Música de resistência ganha espaço no Irã

Artistas que usam a música para criticar governo deixam o país para evitar prisão

The New York Times |

Parisa lembra o momento exato em que ouviu a primeira música de Shahin Najafi, um rapper iraniano que vive em exílio na Alemanha, na televisão via satélite ilegal que assiste na pequena cidade de Karadj, a oeste de Teerã. "Suas palavras me cortaram como uma faca", ele disse.

Divulgação
Iraniano Shahin Najafi faz show na Europa
Parisa, um estudante universitário de 24 anos, ficou acordado durante toda a madrugada em uma noite recente, quando a conexão à internet estava mais rápida, baixando músicas de Najafi.

Desde que as autoridades iranianas reprimiram as manifestações que abalaram o país depois de uma disputada eleição há um ano, músicas de protesto passaram a confortar e inspirar a oposição. Ainda que os protestos nas ruas tenham sido calados, as músicas têm conquistado mais espaço e se tornado mais expressivas. O governo, no entanto, tentou todos os métodos possíveis para abafar o que se tornou conhecido como "música de resistência".

Websites que disponibilizam os downloads foram bloqueados e redes sociais, usadas tanto para disseminação da cultura de resistência quanto para para organizar protestos e distribuir vídeos sobre a violência governamental, foram fechadas.

Em abril deste ano, um grupo pró-governo que se auto-intitula "cyber-Exército" tirou do ar o website de Najafi. O grupo, que também invadiu o Twitter do iraniano em dezembro, deixou uma mensagem dizendo que o website havia sido "conquistado por combatentes anônimos de Imam Zaman", uma referência ao messias xiita.

No final de dezembro, as autoridades detiveram Shahram Nazeri, um importante músico clássico persa que gravou a música "We Are Not Dirt or Dust" (Não Somos Poeira ou Pó, em tradução livre) em uma resposta às palavras usadas pelo presidente Mahmoud Ahmadinejad para caracterizar os manifestantes anti-governo. O governo tomou seu passaporte, além de intimidá-lo. Nazeri não lançou músicas novas desde então.
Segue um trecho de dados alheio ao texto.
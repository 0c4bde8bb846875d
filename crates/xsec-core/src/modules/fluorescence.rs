//! Fluorescence lineshape: low/high temperature reconciliation, banded
//! smoothing, total-power normalization and frequency filtering.

use super::filters::{FrequencyBandFilter, MovingAverage};
use super::traits::{SpectralTransform, apply_chain};
use crate::common::FluorescenceSettings;
use crate::domain::{Extrapolation, Spectrum, XsecError, XsecResult};
use crate::numerics::within_tolerance;
use tracing::debug;

#[derive(Debug, Clone, PartialEq)]
pub enum FluorescenceCurves {
    Single(Spectrum),
    TemperaturePair { low: Spectrum, high: Spectrum },
}

#[derive(Debug, Clone, PartialEq)]
pub struct FluorescenceResult {
    /// Normalized lineshape, values sum to 1.
    pub lineshape: Spectrum,
    /// Normalized low-temperature curve before merging.
    pub low: Option<Spectrum>,
    /// Normalized high-temperature curve on the low-temperature grid.
    pub high: Option<Spectrum>,
}

pub fn normalize_fluorescence(
    curves: &FluorescenceCurves,
    filter_width: f64,
    settings: &FluorescenceSettings,
) -> XsecResult<FluorescenceResult> {
    let filter = FrequencyBandFilter::new(filter_width)?;
    let (merged, low, high) = match curves {
        FluorescenceCurves::Single(curve) => {
            require_samples("fluorescence", curve)?;
            (curve.clone(), None, None)
        }
        FluorescenceCurves::TemperaturePair { low, high } => {
            let (merged, low, high) =
                reconcile_pair(low, high, settings.reconciliation_tolerance)?;
            (merged, Some(low), Some(high))
        }
    };

    let smoothers: Vec<MovingAverage> = settings
        .smoothing_bands
        .iter()
        .map(|band| MovingAverage::within(band.window, band.start_nm, band.end_nm))
        .collect();
    let chain: Vec<&dyn SpectralTransform> = smoothers
        .iter()
        .map(|smoother| smoother as &dyn SpectralTransform)
        .collect();
    let smoothed = apply_chain(&chain, &merged)?;
    let lineshape = filter.apply(&smoothed.normalize_total()?)?;

    debug!(
        samples = lineshape.len(),
        bands = smoothers.len(),
        filter_width,
        total = lineshape.total(),
        "fluorescence lineshape normalized"
    );
    Ok(FluorescenceResult {
        lineshape,
        low,
        high,
    })
}

/// Normalize both curves and keep `min(low, high)` wherever they differ by
/// more than `tolerance`, the low-temperature value elsewhere.
///
/// Returns `(merged, low, high)` on the low-temperature grid.
pub fn reconcile_pair(
    low: &Spectrum,
    high: &Spectrum,
    tolerance: f64,
) -> XsecResult<(Spectrum, Spectrum, Spectrum)> {
    require_samples("low-temperature fluorescence", low)?;
    require_samples("high-temperature fluorescence", high)?;

    let high = if high.wavelengths() == low.wavelengths() {
        high.clone()
    } else {
        high.resample_onto(low.wavelengths(), Extrapolation::HoldBoundary)?
    };
    let low = low.normalize_total()?;
    let high = high.normalize_total()?;

    let mut replaced = 0_usize;
    let merged = low.with_values(
        low.values()
            .iter()
            .zip(high.values())
            .map(|(low, high)| {
                if within_tolerance(*low, *high, tolerance, 0.0) {
                    *low
                } else {
                    replaced += 1;
                    low.min(*high)
                }
            })
            .collect(),
    )?;
    debug!(
        samples = merged.len(),
        replaced, "reconciled low/high temperature fluorescence"
    );
    Ok((merged, low, high))
}

fn require_samples(label: &str, curve: &Spectrum) -> XsecResult<()> {
    if curve.is_empty() {
        return Err(XsecError::load(
            "LOAD.CHANNEL_EMPTY",
            format!("{} curve has no samples", label),
        ));
    }
    Ok(())
}
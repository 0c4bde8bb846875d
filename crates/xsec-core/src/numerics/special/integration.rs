#[derive(Debug, Clone, PartialEq, thiserror::Error)]
pub enum SimpsonError {
    #[error("simpson integration requires at least 2 points, got {actual}")]
    InsufficientPoints { actual: usize },
    #[error("simpson input length mismatch: x={x}, y={y}")]
    LengthMismatch { x: usize, y: usize },
    #[error("simpson abscissae must increase, index {index} has {current} after {previous}")]
    NonIncreasingAbscissa {
        index: usize,
        previous: f64,
        current: f64,
    },
    #[error("simpson integration produced a non-finite result")]
    NonFiniteResult,
}

/// Composite Simpson rule on an arbitrary increasing grid.
///
/// Pairs of intervals use the unequal-spacing parabola. For an even number of
/// samples the trailing interval is closed with the three-point correction of
/// Cartwright, so the rule stays third-order on every grid. Two samples fall
/// back to the trapezoid.
pub fn integrate_simpson(x: &[f64], y: &[f64]) -> Result<f64, SimpsonError> {
    validate_input(x, y)?;

    let count = x.len();
    if count == 2 {
        return finite(0.5 * (x[1] - x[0]) * (y[0] + y[1]));
    }

    let paired_end = if count % 2 == 1 { count - 1 } else { count - 2 };
    let mut integral = 0.0;
    let mut index = 0;
    while index + 2 <= paired_end {
        let h0 = x[index + 1] - x[index];
        let h1 = x[index + 2] - x[index + 1];
        let h_sum = h0 + h1;
        let ratio = h0 / h1;
        integral += h_sum / 6.0
            * (y[index] * (2.0 - 1.0 / ratio)
                + y[index + 1] * (h_sum * h_sum / (h0 * h1))
                + y[index + 2] * (2.0 - ratio));
        index += 2;
    }

    if count % 2 == 0 {
        let h0 = x[count - 2] - x[count - 3];
        let h1 = x[count - 1] - x[count - 2];
        let alpha = (2.0 * h1 * h1 + 3.0 * h0 * h1) / (6.0 * (h0 + h1));
        let beta = (h1 * h1 + 3.0 * h0 * h1) / (6.0 * h0);
        let eta = h1 * h1 * h1 / (6.0 * h0 * (h0 + h1));
        integral += alpha * y[count - 1] + beta * y[count - 2] - eta * y[count - 3];
    }

    finite(integral)
}

fn finite(value: f64) -> Result<f64, SimpsonError> {
    if value.is_finite() {
        Ok(value)
    } else {
        Err(SimpsonError::NonFiniteResult)
    }
}

fn validate_input(x: &[f64], y: &[f64]) -> Result<(), SimpsonError> {
    if x.len() != y.len() {
        return Err(SimpsonError::LengthMismatch {
            x: x.len(),
            y: y.len(),
        });
    }
    if x.len() < 2 {
        return Err(SimpsonError::InsufficientPoints { actual: x.len() });
    }
    for index in 1..x.len() {
        if x[index] <= x[index - 1] {
            return Err(SimpsonError::NonIncreasingAbscissa {
                index,
                previous: x[index - 1],
                current: x[index],
            });
        }
    }

    Ok(())
}

#[cfg(test)]
mod tests {
    use super::{SimpsonError, integrate_simpson};

    #[test]
    fn simpson_is_exact_for_cubics_on_uniform_odd_grids() {
        let x: Vec<f64> = (0..=10).map(|i| f64::from(i) * 0.2).collect();
        let y: Vec<f64> = x.iter().map(|v| v * v * v - 2.0 * v + 1.0).collect();
        let actual = integrate_simpson(&x, &y).expect("integration");
        let expected = 2.0_f64.powi(4) / 4.0 - 2.0_f64.powi(2) + 2.0;
        assert!((actual - expected).abs() <= 1.0e-12, "{actual} vs {expected}");
    }

    #[test]
    fn simpson_handles_even_point_counts_on_irregular_grids() {
        let x = [0.0, 0.1, 0.35, 0.5, 0.8, 1.0];
        let y: Vec<f64> = x.iter().map(|v| v * v).collect();
        let actual = integrate_simpson(&x, &y).expect("integration");
        assert!((actual - 1.0 / 3.0).abs() <= 1.0e-12, "{actual}");
    }

    #[test]
    fn simpson_matches_gaussian_area() {
        let x: Vec<f64> = (0..2001).map(|i| -10.0 + f64::from(i) * 0.01).collect();
        let y: Vec<f64> = x.iter().map(|v| (-v * v / 2.0).exp()).collect();
        let actual = integrate_simpson(&x, &y).expect("integration");
        let expected = (2.0 * std::f64::consts::PI).sqrt();
        assert!((actual - expected).abs() <= 1.0e-9);
    }

    #[test]
    fn two_points_use_the_trapezoid() {
        let actual = integrate_simpson(&[0.0, 2.0], &[1.0, 3.0]).expect("integration");
        assert_eq!(actual, 4.0);
    }

    #[test]
    fn rejects_short_and_unordered_inputs() {
        assert_eq!(
            integrate_simpson(&[1.0], &[1.0]),
            Err(SimpsonError::InsufficientPoints { actual: 1 })
        );
        assert!(matches!(
            integrate_simpson(&[0.0, 1.0, 1.0], &[1.0, 1.0, 1.0]),
            Err(SimpsonError::NonIncreasingAbscissa { index: 2, .. })
        ));
    }
}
Mas tentar proibir músicas na era digital é como tirar água de uma esponja úmida. Músicas de protesto são baixadas pela internet, vendidas no mercado negro ou compartilhadas via Bluetooth, uma tecnologia sem fio que os iranianos têm adaptado para compartilhar arquivos por celular, evitando completamente a internet. Os fãs também fizeram centenas de vídeos caseiros, que mostram imagens e músicas de protesto, que são publicados online.

nullParisa ouviu a música de Najafi pela primeira vez na emissora Pars TV, um canal via satélite da oposição que é transmitido de Los Angeles. Apesar de ser bloqueado pelo governo desde o último verão, o website de Najafi ainda pode ser encontrado por iranianos especializados no uso da internet com a ajuda de programas que evitam a vigilância governamental.

Nativo da cidade de Bandar Anzali, Najafi comprou seu primeiro violão quando fez 18 anos e aos 25 já havia sido expulso do país por uma música que satirizava um clérigo local.

Ainda que a proibição do Irã à música pop, condenada pelo governo como não-islâmica, tenha sido aliviada em 2000, durante a era de reformas do presidente Mohammad Khatami, apenas música sem teor político era tolerada.

A satírica "I Have a Beard" ("Eu Tenho Barba", em tradução livre), de Najafi, foi longe demais e três anos de prisão e 100 chibatadas esperam por ele caso volte ao país. Como outros artistas iranianos no exílio, o coração de Najafi é dividido por fronteiras: sua vida é na Alemanha, onde tem liberdade artística, mas a sua terra natal sempre será o Irã.